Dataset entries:
-- Opening Marker --
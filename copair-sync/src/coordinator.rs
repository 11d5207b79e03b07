//! Sync coordinator: single-writer synchronization over the stores
//!
//! The coordinator is a long-lived handle constructed once at process start
//! and shared by `Arc`. It owns the sync lifecycle (IDLE / SYNCING /
//! OFFLINE), the trigger queue that serializes sync runs, the cache
//! snapshot concurrent readers fall back to mid-sync, and the write-through
//! path every mutation takes (remote first, then the local mirror).

use std::sync::Arc;
use std::time::Duration;

use chrono::{DateTime, Utc};
use tokio::sync::{broadcast, Mutex, RwLock};
use tokio::time::timeout;
use tracing::{debug, info, warn};

use copair_model::{Assignment, ApprovedRelation, Dataset, NewAssignment, User};
use copair_store::{AsyncLocalStore, RemoteStore};

use crate::cache::CacheLayer;
use crate::errors::{Result, SyncError};
use crate::events::SyncEvent;
use crate::queue::{Admission, SyncTrigger, TriggerQueue};

/// Configuration for the sync coordinator
#[derive(Debug, Clone)]
pub struct SyncConfig {
    /// Period of the background sync timer
    pub sync_interval: Duration,
    /// Upper bound on the connectivity probe
    pub probe_timeout: Duration,
    /// Capacity of the sync-completed broadcast channel
    pub event_capacity: usize,
}

impl Default for SyncConfig {
    fn default() -> Self {
        Self {
            sync_interval: Duration::from_secs(5),
            probe_timeout: Duration::from_secs(10),
            event_capacity: 64,
        }
    }
}

/// Coordinator lifecycle state
#[derive(Debug, Clone, Copy, PartialEq, Eq)]
pub enum SyncState {
    /// No sync in progress, reads come from the local mirror
    Idle,
    /// A pull is in flight, reads come from the cache snapshot
    Syncing,
    /// Remote unreachable, writes degrade to local-only
    Offline,
}

/// Observable sync status for presentation layers
#[derive(Debug, Clone)]
pub struct SyncStatus {
    pub online: bool,
    pub syncing: bool,
    pub last_sync: Option<DateTime<Utc>>,
}

/// Coordinates synchronization between the remote store and the local
/// mirror, and provides the write-through path used by every mutation.
pub struct SyncCoordinator {
    config: SyncConfig,
    remote: Arc<dyn RemoteStore>,
    local: AsyncLocalStore,
    cache: CacheLayer,
    state: RwLock<SyncState>,
    queue: Mutex<TriggerQueue>,
    last_sync: RwLock<Option<DateTime<Utc>>>,
    events: broadcast::Sender<SyncEvent>,
}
-- Closing Marker --
### EXERCISE DIRECTIONS:
Looking at the data above, work out how many lines contain "Duration" and answer with the figure only.

### RESULT OF THIS TASK:
5